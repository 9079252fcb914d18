use super::error::ApplicationError;
use super::response_decoder::decode_response;
use crate::domain::chart_format::ChartFormat;
use crate::domain::connection::{ConnectionSettings, ImageChartsConfig};
use crate::domain::file_storage_trait::FileStorage;
use crate::domain::image_codec_trait::ImageCodec;
use crate::domain::parameter_store::ParameterStore;
use crate::domain::query_encoder::encode_query;
use crate::domain::signer::sign;
use crate::domain::transport_trait::Transport;
use crate::infrastructure::file_storage::LocalFileStorage;
use crate::infrastructure::image_codec::DefaultImageCodec;
use crate::infrastructure::reqwest_transport::ReqwestTransport;
use image::{DynamicImage, ImageFormat};
use std::fmt;
use std::path::Path;
use std::sync::Arc;
use tracing::{debug, info};

/// Enterprise account id; its presence turns on request signing.
pub const ACCOUNT_PARAMETER: &str = "icac";
/// HMAC-SHA256 request signature, always the last query parameter.
pub const SIGNATURE_PARAMETER: &str = "ichm";

static USER_AGENT: &str = concat!(env!("CARGO_PKG_NAME"), "/", env!("CARGO_PKG_VERSION"));

/// Builds Image-Charts requests and turns the answer into a URL, an image,
/// a data URI or a file.
///
/// ```no_run
/// # async fn run() -> Result<(), image_charts::ApplicationError> {
/// let chart = image_charts::ImageCharts::new()
///     .cht("bvg")
///     .chs("300x300")
///     .chd("a:60,40");
///
/// println!("{}", chart.to_url()?);
/// println!("{}", chart.to_data_uri().await?);
/// # Ok(())
/// # }
/// ```
#[derive(Clone)]
pub struct ImageCharts {
    connection: ConnectionSettings,
    query: ParameterStore,
    transport: Arc<dyn Transport>,
    codec: Arc<dyn ImageCodec>,
    file_storage: Arc<dyn FileStorage>,
}

impl ImageCharts {
    /// Free usage with the default connection settings.
    pub fn new() -> Self {
        Self::with_config(ImageChartsConfig::default())
    }

    /// Enterprise usage: requests carrying `icac` get signed with `secret`.
    pub fn with_secret(secret: impl Into<String>) -> Self {
        Self::with_config(ImageChartsConfig {
            secret: Some(secret.into()),
            ..Default::default()
        })
    }

    pub fn with_config(config: ImageChartsConfig) -> Self {
        Self {
            connection: config.into(),
            query: ParameterStore::new(),
            transport: Arc::new(ReqwestTransport::new()),
            codec: Arc::new(DefaultImageCodec::new()),
            file_storage: Arc::new(LocalFileStorage::new()),
        }
    }

    pub fn with_transport(mut self, transport: Arc<dyn Transport>) -> Self {
        self.transport = transport;
        self
    }

    pub fn with_codec(mut self, codec: Arc<dyn ImageCodec>) -> Self {
        self.codec = codec;
        self
    }

    pub fn with_file_storage(mut self, file_storage: Arc<dyn FileStorage>) -> Self {
        self.file_storage = file_storage;
        self
    }

    pub fn connection(&self) -> &ConnectionSettings {
        &self.connection
    }

    pub fn query(&self) -> &ParameterStore {
        &self.query
    }

    /// Sets any chart parameter. An existing key keeps its position.
    pub fn set(mut self, key: impl Into<String>, value: impl Into<String>) -> Self {
        self.query.set(key, value);
        self
    }

    pub fn chart_format(&self) -> ChartFormat {
        ChartFormat::for_parameters(&self.query)
    }

    /// Full chart URL, signed when `icac` and a secret are both present.
    pub fn to_url(&self) -> Result<String, ApplicationError> {
        let mut query = encode_query(self.query.entries());

        if self.query.has(ACCOUNT_PARAMETER) {
            if let Some(secret) = self.connection.signing_secret() {
                let signature = sign(secret, &query)?;
                query.push('&');
                query.push_str(SIGNATURE_PARAMETER);
                query.push('=');
                query.push_str(&signature);
            }
        }

        Ok(format!(
            "{}://{}:{}{}?{}",
            self.connection.protocol,
            self.connection.host,
            self.connection.port,
            self.connection.pathname,
            query
        ))
    }

    pub fn user_agent(&self) -> String {
        match self.query.get(ACCOUNT_PARAMETER) {
            Some(account) => format!("{} ({})", USER_AGENT, account),
            None => USER_AGENT.to_string(),
        }
    }

    /// Requests the chart and returns the raw image bytes.
    pub async fn fetch(&self) -> Result<Vec<u8>, ApplicationError> {
        let url = self.to_url()?;
        let headers = vec![("User-Agent".to_string(), self.user_agent())];
        debug!(url = %url, timeout_ms = self.connection.timeout_ms, "requesting chart");

        let response = self
            .transport
            .http_get(&url, self.connection.timeout_ms, &headers)
            .await?;
        decode_response(response)
    }

    pub async fn to_image(&self) -> Result<DynamicImage, ApplicationError> {
        let bytes = self.fetch().await?;
        Ok(self.codec.decode(&bytes)?)
    }

    /// `data:image/<png|gif>;base64,...`. The payload is always PNG encoded;
    /// only the media type follows the animation parameter.
    pub async fn to_data_uri(&self) -> Result<String, ApplicationError> {
        let image = self.to_image().await?;
        let png = self.codec.encode(&image, ImageFormat::Png)?;
        Ok(format!(
            "data:image/{};base64,{}",
            self.chart_format().as_str(),
            base64::encode(png)
        ))
    }

    /// Writes the chart to `path` as gif when animated, png otherwise.
    pub async fn to_file(&self, path: impl AsRef<Path>) -> Result<(), ApplicationError> {
        let path = path.as_ref();
        let format = self.chart_format();
        let image = self.to_image().await?;
        let bytes = self.codec.encode(&image, format.image_format())?;
        self.file_storage.save_image(path, &bytes).await?;
        info!(path = %path.display(), format = format.as_str(), "chart written");
        Ok(())
    }
}

impl Default for ImageCharts {
    fn default() -> Self {
        Self::new()
    }
}

impl fmt::Debug for ImageCharts {
    fn fmt(&self, f: &mut fmt::Formatter<'_>) -> fmt::Result {
        f.debug_struct("ImageCharts")
            .field("protocol", &self.connection.protocol)
            .field("host", &self.connection.host)
            .field("port", &self.connection.port)
            .field("pathname", &self.connection.pathname)
            .field("timeout_ms", &self.connection.timeout_ms)
            .field("query", &self.query)
            .finish_non_exhaustive()
    }
}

§ §

Only the lines above from the line with "query.push_str(SIGNATURE_PARAMETER);" to the line with "let response = self", those two lines included, should be reproduced exactly.

                query.push_str(SIGNATURE_PARAMETER);
                query.push('=');
                query.push_str(&signature);
            }
        }

        Ok(format!(
            "{}://{}:{}{}?{}",
            self.connection.protocol,
            self.connection.host,
            self.connection.port,
            self.connection.pathname,
            query
        ))
    }

    pub fn user_agent(&self) -> String {
        match self.query.get(ACCOUNT_PARAMETER) {
            Some(account) => format!("{} ({})", USER_AGENT, account),
            None => USER_AGENT.to_string(),
        }
    }

    /// Requests the chart and returns the raw image bytes.
    pub async fn fetch(&self) -> Result<Vec<u8>, ApplicationError> {
        let url = self.to_url()?;
        let headers = vec![("User-Agent".to_string(), self.user_agent())];
        debug!(url = %url, timeout_ms = self.connection.timeout_ms, "requesting chart");

        let response = self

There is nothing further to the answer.